Like all of these multi-LED lamps, output depends on the maximum output of the driver. Even with a 6A driver I doubt you could get it too far over 2000 lumen. Then even with a 6A driver you would need a very good battery capable of supplying that 6A.

Price is a little steep for a lamp like this sold without a battery. You buy this one and you are definitely rolling the dice.


----------



## Gharddog03 (Sep 25, 2013)

You would need a power plant to run this bad boy.


----------



## MK96 (Nov 5, 2012)

I mean it is similar to trustfire x100 torch that has some 3000+. More leds usually mean high eficiency, but the weight seems to be a lot


----------



## purifier82 (Oct 13, 2013)

http://forums.mtbr.com/lights-night-riding/skyray-7t6-review-872692.html

I've done the resistor swap mod, now it outputs about 3000 lumens I think


----------



## MK96 (Nov 5, 2012)

Yes, I read that, but this light seems to have better case.


----------



## MK96 (Nov 5, 2012)

Could not resist and bought this one from lighmalls: SKU M1118. LM has also SKU M1139, so I asked about the difference and was told the only difference is the color: dark grey vs black. I found this light on alibaba shenzen gold runhui shop listed as 50W :eekster::skep: You might encounter there some of the popular lights reviewed here in forums. My light should be together with Skyray 6T6 on Monday/Tuesday in my mailbox (heads only, I don't buy batteries). If this 7 xm-l thing puts out about 3000lm out of the box it would be really nice, it is just the 480 grams I and my Syntace F99 stem are scared of  The light should have some voltage indicators and on/off button on the top of the body.

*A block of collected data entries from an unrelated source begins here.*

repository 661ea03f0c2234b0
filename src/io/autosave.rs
use std::time::{Duration, Instant};

use crate::io::board_io::BoardPersistence;
use crate::store::BoardStore;

/// Debounced saving keyed on the store's revision counter.
///
/// Each committed mutation calls `note`; `tick` saves once the board has
/// been quiet for the debounce window. A save always writes the board as it
/// is at that moment, so an older revision can never land after a newer one.
#[derive(Debug)]
pub struct Autosave {
    debounce: Duration,
    due: Option<Instant>,
    saved_revision: u64,
}

impl Autosave {
    /// `saved_revision` is the store revision already on disk
    pub fn new(debounce: Duration, saved_revision: u64) -> Self {
        Autosave {
            debounce,
            due: None,
            saved_revision,
        }
    }

    /// Record a mutation. Restarts the debounce window.
    pub fn note(&mut self, now: Instant) {
        self.due = Some(now + self.debounce);
    }

    pub fn is_pending(&self) -> bool {
        self.due.is_some()
    }

    pub fn saved_revision(&self) -> u64 {
        self.saved_revision
    }

    /// Save if the debounce window has passed. Returns true if a save
    /// happened. Failed saves stay pending and are retried on a later tick.
    pub fn tick(
        &mut self,
        store: &BoardStore,
        persistence: &mut impl BoardPersistence,
        now: Instant,
    ) -> bool {
        match self.due {
            Some(due) if now >= due => self.save(store, persistence, now),
            _ => false,
        }
    }

    /// Save right away if anything is unsaved
    pub fn flush(&mut self, store: &BoardStore, persistence: &mut impl BoardPersistence) -> bool {
        if self.due.is_none() && store.revision() == self.saved_revision {
            return false;
        }
        self.save(store, persistence, Instant::now())
    }

    fn save(
        &mut self,
        store: &BoardStore,
        persistence: &mut impl BoardPersistence,
        now: Instant,
    ) -> bool {
        if store.is_previewing() {
            // Mid-drag boards are provisional; wait for the drop.
            self.due = Some(now + self.debounce);
            return false;
        }
        let revision = store.revision();
        if revision == self.saved_revision {
            self.due = None;
            return false;
        }
        match persistence.save(store.board()) {
            Ok(()) => {
                self.saved_revision = revision;
                self.due = None;
                true
            }
            Err(e) => {
                tracing::warn!(revision, error = %e, "board save failed, will retry");
                self.due = Some(now + self.debounce);
                false
            }
        }
    }
}
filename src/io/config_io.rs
use std::fs;
use std::path::{Path, PathBuf};

use crate::model::config::BoardConfig;

pub const CONFIG_FILE: &str = "yata.toml";

/// Error type for config I/O
#[derive(Debug, thiserror::Error)]
pub enum ConfigError {
    #[error("could not read {path}: {source}")]
    ReadError {
        path: PathBuf,
        source: std::io::Error,
    },
    #[error("could not write {path}: {source}")]
    WriteError {
        path: PathBuf,
        source: std::io::Error,
    },
    #[error("could not parse yata.toml: {0}")]
    ParseError(#[from] toml::de::Error),
    #[error("could not serialize yata.toml: {0}")]
    SerializeError(#[from] toml::ser::Error),
}

/// Read `yata.toml` from the data directory. A missing file means defaults.
pub fn read_config(data_dir: &Path) -> Result<BoardConfig, ConfigError> {
    let path = data_dir.join(CONFIG_FILE);
    if !path.exists() {
        return Ok(BoardConfig::default());
    }
    let text = fs::read_to_string(&path).map_err(|e| ConfigError::ReadError {
        path: path.clone(),
        source: e,
    })?;
    Ok(toml::from_str(&text)?)
}

/// Write a config file. Existing files are left alone; returns whether one
/// was written.
pub fn write_default_config(data_dir: &Path, config: &BoardConfig) -> Result<bool, ConfigError> {
    let path = data_dir.join(CONFIG_FILE);
    if path.exists() {
        return Ok(false);
    }
    let text = toml::to_string_pretty(config)?;
    fs::create_dir_all(data_dir)
        .and_then(|()| fs::write(&path, text))
        .map_err(|e| ConfigError::WriteError { path, source: e })?;
    Ok(true)
}
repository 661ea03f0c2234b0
pub mod commands;
pub mod handlers;
pub mod output;
use serde::{Deserialize, Serialize};
use std::time::Duration;

/// Configuration from yata.toml. Every section is optional.
#[derive(Debug, Clone, Default, PartialEq, Eq, Serialize, Deserialize)]
pub struct BoardConfig {
    #[serde(default)]
    pub board: BoardSection,
    #[serde(default)]
    pub autosave: AutosaveConfig,
    #[serde(default)]
    pub history: HistoryConfig,
    #[serde(default)]
    pub watch: WatchConfig,
}

#[derive(Debug, Clone, PartialEq, Eq, Serialize, Deserialize)]
pub struct BoardSection {
    /// Name of the working list seeded into a fresh board
    #[serde(default = "default_list_name")]
    pub default_list: String,
    /// Header given to the Completed list when it has to be created
    #[serde(default = "default_completed_header")]
    pub completed_header: String,
}

impl Default for BoardSection {
    fn default() -> Self {
        BoardSection {
            default_list: default_list_name(),
            completed_header: default_completed_header(),
        }
    }
}

#[derive(Debug, Clone, PartialEq, Eq, Serialize, Deserialize)]
pub struct AutosaveConfig {
    /// Coalescing window for board saves, in milliseconds
    #[serde(default = "default_debounce_ms")]
    pub debounce_ms: u64,
}

impl AutosaveConfig {
    pub fn debounce(&self) -> Duration {
        Duration::from_millis(self.debounce_ms)
    }
}

impl Default for AutosaveConfig {
    fn default() -> Self {
        AutosaveConfig {
            debounce_ms: default_debounce_ms(),
        }
    }
}

#[derive(Debug, Clone, PartialEq, Eq, Serialize, Deserialize)]
pub struct HistoryConfig {
    #[serde(default = "default_history_limit")]
    pub limit: usize,
}

impl Default for HistoryConfig {
    fn default() -> Self {
        HistoryConfig {
            limit: default_history_limit(),
        }
    }
}

#[derive(Debug, Clone, PartialEq, Eq, Serialize, Deserialize)]
pub struct WatchConfig {
    #[serde(default = "default_true")]
    pub enabled: bool,
}

impl Default for WatchConfig {
    fn default() -> Self {
        WatchConfig { enabled: true }
    }
}

fn default_list_name() -> String {
    "Todo".to_string()
}

fn default_completed_header() -> String {
    "Completed".to_string()
}

fn default_debounce_ms() -> u64 {
    300
}

fn default_history_limit() -> usize {
    100
}

fn default_true() -> bool {
    true
}
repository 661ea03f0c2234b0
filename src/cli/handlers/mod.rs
mod init;
pub use init::cmd_init;

use std::env;
use std::path::{Path, PathBuf};
use std::thread;
use std::time::{Duration, Instant};

use chrono::{DateTime, NaiveDate, Utc};

use crate::app::BoardApp;
use crate::dnd::Replacement;
use crate::cli::commands::*;
use crate::cli::output::*;
use crate::io::board_io::BoardFiles;
use crate::io::config_io;
use crate::model::board::Board;
use crate::model::task::{Priority, Tag, Task, TaskPatch};
use crate::store::InsertPosition;

type CmdResult = Result<(), Box<dyn std::error::Error>>;

const WATCH_POLL: Duration = Duration::from_millis(100);

// ---------------------------------------------------------------------------
// Dispatch
// ---------------------------------------------------------------------------

pub fn dispatch(cli: Cli) -> CmdResult {
    let json = cli.json;
    let data_dir = resolve_data_dir(cli.data_dir.as_deref());
    tracing::debug!(data_dir = %data_dir.display(), "using data directory");

    match cli.command {
        Commands::Init => cmd_init(&data_dir, json),

        // Read commands
        Commands::Show(args) => cmd_show(&data_dir, args, json),
        Commands::Tags => cmd_tags(&data_dir, json),
        Commands::Watch(args) => cmd_watch(&data_dir, args, json),

        // Write commands
        Commands::List(cmd) => cmd_list(&data_dir, cmd, json),
        Commands::Add(args) => cmd_add(&data_dir, args, json),
        Commands::Mv(args) => cmd_mv(&data_dir, args),
        Commands::Done(args) => cmd_done(&data_dir, args),
        Commands::Edit(args) => cmd_edit(&data_dir, args),
        Commands::Rm(args) => cmd_rm(&data_dir, args),
        Commands::Undo => cmd_undo(&data_dir),
    }
}

// ---------------------------------------------------------------------------
// Helpers
// ---------------------------------------------------------------------------

/// `--data-dir`, then `$YATA_DATA_DIR`, then the platform data dir, then `.`
pub fn resolve_data_dir(flag: Option<&str>) -> PathBuf {
    if let Some(dir) = flag {
        return PathBuf::from(dir);
    }
    if let Ok(dir) = env::var("YATA_DATA_DIR")
        && !dir.is_empty()
    {
        return PathBuf::from(dir);
    }
    match dirs::data_dir() {
        Some(dir) => dir.join("yata"),
        None => PathBuf::from("."),
    }
}

/// Open the board in `data_dir`, which must have been initialized
fn open_app(data_dir: &Path) -> Result<BoardApp<BoardFiles>, Box<dyn std::error::Error>> {
    let files = BoardFiles::new(data_dir);
    if !files.has_board() {
        return Err(format!(
            "no board in {}: run `yata init` first",
            data_dir.display()
        )
        .into());
    }
    let config = config_io::read_config(data_dir)?;
    Ok(BoardApp::open(files, config)?)
}

/// Save anything the command changed
fn finish(mut app: BoardApp<BoardFiles>) -> CmdResult {
    app.flush()?;
    Ok(())
}

/// Pick one `(id, name)` candidate by exact id, then case-insensitive name,
/// then unique id prefix.
fn resolve_key(kind: &str, key: &str, candidates: &[(&str, &str)]) -> Result<String, String> {
    if let Some((id, _)) = candidates.iter().find(|(id, _)| *id == key) {
        return Ok(id.to_string());
    }
    let by_name: Vec<&(&str, &str)> = candidates
        .iter()
        .filter(|(_, name)| name.eq_ignore_ascii_case(key))
        .collect();
    let matches = if by_name.is_empty() {
        candidates
            .iter()
            .filter(|(id, _)| !key.is_empty() && id.starts_with(key))
            .collect()
    } else {
        by_name
    };
    match matches.as_slice() {
        [(id, _)] => Ok(id.to_string()),
        [] => Err(format!("{} not found: {}", kind, key)),
        many => Err(format!(
            "ambiguous {} '{}': matches {}",
            kind,
            key,
            many.iter()
                .map(|(id, name)| format!("{} ({})", name, short_id(id)))
                .collect::<Vec<_>>()
                .join(", ")
        )),
    }
}

fn resolve_list(board: &Board, key: &str) -> Result<String, String> {
    let candidates: Vec<(&str, &str)> = board
        .lists
        .iter()
        .map(|l| (l.id.as_str(), l.header.as_str()))
        .collect();
    resolve_key("list", key, &candidates)
}

fn resolve_task(board: &Board, key: &str) -> Result<String, String> {
    let candidates: Vec<(&str, &str)> = board
        .lists
        .iter()
        .flat_map(|l| l.tasks.iter())
        .map(|t| (t.id.as_str(), t.header.as_str()))
        .collect();
    resolve_key("task", key, &candidates)
}

fn parse_due(s: &str) -> Result<DateTime<Utc>, String> {
    NaiveDate::parse_from_str(s, "%Y-%m-%d")
        .ok()
        .and_then(|d| d.and_hms_opt(0, 0, 0))
        .map(|dt| dt.and_utc())
        .ok_or_else(|| format!("invalid date '{}': use YYYY-MM-DD", s))
}

/// `"none"` clears, anything else must parse
fn parse_clearable<T>(
    s: &str,
    parse: impl Fn(&str) -> Result<T, String>,
) -> Result<Option<T>, String> {
    if s.eq_ignore_ascii_case("none") {
        Ok(None)
    } else {
        parse(s).map(Some)
    }
}

fn tags_from(labels: &[String]) -> Vec<Tag> {
    labels
        .iter()
        .map(|l| l.trim().trim_start_matches('#'))
        .filter(|l| !l.is_empty())
        .map(Tag::new)
        .collect()
}

// ---------------------------------------------------------------------------
// Read commands
// ---------------------------------------------------------------------------

fn cmd_show(data_dir: &Path, args: ShowArgs, json: bool) -> CmdResult {
    let app = open_app(data_dir)?;
    let board = app.board();

    match args.list {
        Some(key) => {
            let id = resolve_list(board, &key)?;
            let list = board
                .list(&id)
                .ok_or_else(|| format!("list not found: {}", key))?;
            if json {
                println!("{}", serde_json::to_string_pretty(list)?);
            } else {
                for line in format_list(list, args.ids) {
                    println!("{}", line);
                }
            }
        }
        None => print_board(board, args.ids, json)?,
    }
    Ok(())
}

fn print_board(board: &Board, full_ids: bool, json: bool) -> CmdResult {
    if json {
        println!("{}", serde_json::to_string_pretty(board)?);
    } else {
        for line in format_board(board, full_ids) {
            println!("{}", line);
        }
    }
    Ok(())
}

/// Runs until interrupted
fn cmd_watch(data_dir: &Path, args: WatchArgs, json: bool) -> CmdResult {
    let mut app = open_app(data_dir)?;
    let boards_dir = app.persistence().boards_dir();
    if !app.watch(&boards_dir) {
        return Err("cannot watch the board: disabled in yata.toml or unsupported here".into());
    }
    print_board(app.board(), args.ids, json)?;
    loop {
        if app.tick(Instant::now()) == Some(Replacement::Applied) {
            if !json {
                println!();
            }
            print_board(app.board(), args.ids, json)?;
        }
        thread::sleep(WATCH_POLL);
    }
}

fn cmd_tags(data_dir: &Path, json: bool) -> CmdResult {
    let app = open_app(data_dir)?;
    let tags = app.board().existing_tags();
    if json {
        let list: Vec<&Tag> = tags.values().collect();
        println!("{}", serde_json::to_string_pretty(&list)?);
    } else {
        for line in format_tags(&tags) {
            println!("{}", line);
        }
    }
    Ok(())
}

// ---------------------------------------------------------------------------
// Write commands
// ---------------------------------------------------------------------------

fn cmd_list(data_dir: &Path, cmd: ListCmd, json: bool) -> CmdResult {
    let mut app = open_app(data_dir)?;

    match cmd.action {
        ListAction::Add { name } => {
            let id = app.add_list(&name)?;
            if json {
                println!("{}", serde_json::json!({ "id": id }));
            } else {
                println!("{}", id);
            }
        }
        ListAction::Rm { list } => {
            let id = resolve_list(app.board(), &list)?;
            let removed = app.delete_list(&id)?;
            if !json {
                println!(
                    "deleted list {} ({} tasks)",
                    removed.header,
                    removed.tasks.len()
                );
            }
        }
        ListAction::Rename { list, name } => {
            let id = resolve_list(app.board(), &list)?;
            app.rename_list(&id, &name)?;
        }
        ListAction::Mv { list, onto } => {
            let id = resolve_list(app.board(), &list)?;
            let onto = resolve_list(app.board(), &onto)?;
            if !app.move_list(&id, &onto)? && !json {
                println!("nothing to move");
            }
        }
    }
    finish(app)
}

fn cmd_add(data_dir: &Path, args: AddArgs, json: bool) -> CmdResult {
    let mut app = open_app(data_dir)?;
    let list_id = resolve_list(app.board(), &args.list)?;

    let title = args.title.trim();
    if title.is_empty() {
        return Err("task title cannot be empty".into());
    }
    let mut task = Task::new(title);
    task.is_draft = args.draft;
    task.priority = args
        .priority
        .as_deref()
        .map(str::parse::<Priority>)
        .transpose()?;
    task.tags = tags_from(&args.tags);
    task.due_date = args.due.as_deref().map(parse_due).transpose()?;
    task.estimated_seconds = args.estimate_min.map(|m| m * 60);

    let position = if args.top {
        InsertPosition::Top
    } else {
        InsertPosition::Bottom
    };
    let id = app.add_task(&list_id, task, position)?;
    finish(app)?;

    if json {
        println!("{}", serde_json::json!({ "id": id, "list": list_id }));
    } else {
        println!("{}", id);
    }
    Ok(())
}

fn cmd_mv(data_dir: &Path, args: MvArgs) -> CmdResult {
    let mut app = open_app(data_dir)?;
    let task_id = resolve_task(app.board(), &args.task)?;
    let list_id = resolve_list(app.board(), &args.list)?;
    let before = args
        .before
        .as_deref()
        .map(|key| resolve_task(app.board(), key))
        .transpose()?;

    app.move_task(&task_id, &list_id, before.as_deref())?;
    finish(app)
}

fn cmd_done(data_dir: &Path, args: DoneArgs) -> CmdResult {
    let mut app = open_app(data_dir)?;
    let task_id = resolve_task(app.board(), &args.task)?;
    if !app.complete_task(&task_id)? {
        println!("already completed");
    }
    finish(app)
}

fn cmd_edit(data_dir: &Path, args: EditArgs) -> CmdResult {
    let mut app = open_app(data_dir)?;
    let task_id = resolve_task(app.board(), &args.task)?;

    let tags = if args.clear_tags {
        Some(Vec::new())
    } else if args.tags.is_empty() {
        None
    } else {
        Some(tags_from(&args.tags))
    };
    let patch = TaskPatch {
        header: args.title,
        priority: args
            .priority
            .as_deref()
            .map(|s| parse_clearable(s, |p| p.parse::<Priority>()))
            .transpose()?,
        due_date: args
            .due
            .as_deref()
            .map(|s| parse_clearable(s, parse_due))
            .transpose()?,
        description: args
            .description
            .map(|d| if d.is_empty() { None } else { Some(d) }),
        tags,
        estimated_seconds: args.estimate_min.map(|m| Some(m * 60)),
        content: args.content.map(Some),
        ..Default::default()
    };
    if patch.is_empty() {
        return Err("nothing to change: pass at least one field".into());
    }
    if let Some(header) = &patch.header
        && header.trim().is_empty()
    {
        return Err("task title cannot be empty".into());
    }

    app.update_task(&task_id, patch)?;
    finish(app)
}

fn cmd_rm(data_dir: &Path, args: RmArgs) -> CmdResult {
    let mut app = open_app(data_dir)?;
    let task_id = resolve_task(app.board(), &args.task)?;
    let removed = app.delete_task(&task_id)?;
    println!("deleted {}", removed.header);
    finish(app)
}

fn cmd_undo(data_dir: &Path) -> CmdResult {
    let mut app = open_app(data_dir)?;
    let previous = app
        .persistence()
        .load_previous()?
        .ok_or("nothing to undo")?;
    if !app.restore(previous)? {
        println!("nothing to undo");
    }
    finish(app)
}
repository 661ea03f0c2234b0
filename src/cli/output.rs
use indexmap::IndexMap;

use crate::model::board::Board;
use crate::model::list::TaskList;
use crate::model::task::{Tag, Task};

/// Ids are shown shortened unless asked for in full
pub const SHORT_ID_LEN: usize = 7;

pub fn short_id(id: &str) -> &str {
    id.get(..SHORT_ID_LEN).unwrap_or(id)
}

/// `1800` → `30m`, `5400` → `1h30m`
pub fn format_duration(seconds: u64) -> String {
    let minutes = seconds / 60;
    let (h, m) = (minutes / 60, minutes % 60);
    match (h, m) {
        (0, m) => format!("{}m", m),
        (h, 0) => format!("{}h", h),
        (h, m) => format!("{}h{:02}m", h, m),
    }
}

/// Format a single task as a one-line summary
pub fn format_task_line(task: &Task, full_ids: bool) -> String {
    let id = if full_ids { task.id.as_str() } else { short_id(&task.id) };
    let mut line = format!("[{}] {}", id, task.header);
    if task.is_draft {
        line.push_str("  (draft)");
    }
    if let Some(priority) = task.priority {
        line.push_str(&format!("  !{}", priority));
    }
    if !task.tags.is_empty() {
        let tags = task
            .tags
            .iter()
            .map(|t| format!("#{}", t.label))
            .collect::<Vec<_>>()
            .join(" ");
        line.push_str(&format!("  {}", tags));
    }
    if let Some(estimate) = task.estimated_seconds {
        line.push_str(&format!("  ~{}", format_duration(estimate)));
    }
    if let Some(due) = task.due_date {
        line.push_str(&format!("  due {}", due.format("%Y-%m-%d")));
    }
    if let Some(done) = task.completed_at {
        line.push_str(&format!("  done {}", done.format("%Y-%m-%d")));
    }
    line
}

/// Format a list header followed by its tasks
pub fn format_list(list: &TaskList, full_ids: bool) -> Vec<String> {
    let id = if full_ids { list.id.as_str() } else { short_id(&list.id) };
    let mut lines = vec![format!("== {} ({}) ==", list.header, id)];
    if list.tasks.is_empty() {
        lines.push("  (empty)".to_string());
    }
    for task in &list.tasks {
        lines.push(format!("  {}", format_task_line(task, full_ids)));
    }
    lines
}

pub fn format_board(board: &Board, full_ids: bool) -> Vec<String> {
    let mut lines = Vec::new();
    for (i, list) in board.lists.iter().enumerate() {
        if i > 0 {
            lines.push(String::new());
        }
        lines.extend(format_list(list, full_ids));
    }
    lines
}

pub fn format_tags(tags: &IndexMap<String, Tag>) -> Vec<String> {
    tags.values()
        .map(|tag| format!("#{}  {}", tag.label, tag.color))
        .collect()
}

Seems heatsinked well, but we'll see ...


----------



## MK96 (Nov 5, 2012)

A small prolog before a review comes to day/night-light, lights arrived today morning  Skyray 6T6 seems to be the same as S6 model, but with 6 XM-L T6 instead of 3. The 7 led light is indeed XM-L2! And heavier a bit, but not the advertised 480g. I hope they both will have 5.5/2.1 standard, because S6 has 5.5/2.5 and complicates stuff ...


----------



## MK96 (Nov 5, 2012)

I did just a quick measurements because I don't have much time right now and I was really curious about that "thing". But this purple&grey 7 XM-L2 draws some serious amps! 4A @ 8.4V, 6.6A @ 6.2V on high  Thermal transfer seems very good, since it heats up in hand at home quite quickly, has 3 modes: high(100%)-mid(~35-40%)-low(~5-15%)-off cycle and hidden strobe, doesn't have battery indication, but just small green, orange & red leds turning around at the back of the light. Buy 2 of them and you won't need more light  And just one more thing - the driver doesn't dim leds that much(nearly holds constant power) if you decrease the voltage way down to 4.9V.


----------



## Fat Biker (Mar 3, 2007)

Awwww come on dude where's the *full* review already ???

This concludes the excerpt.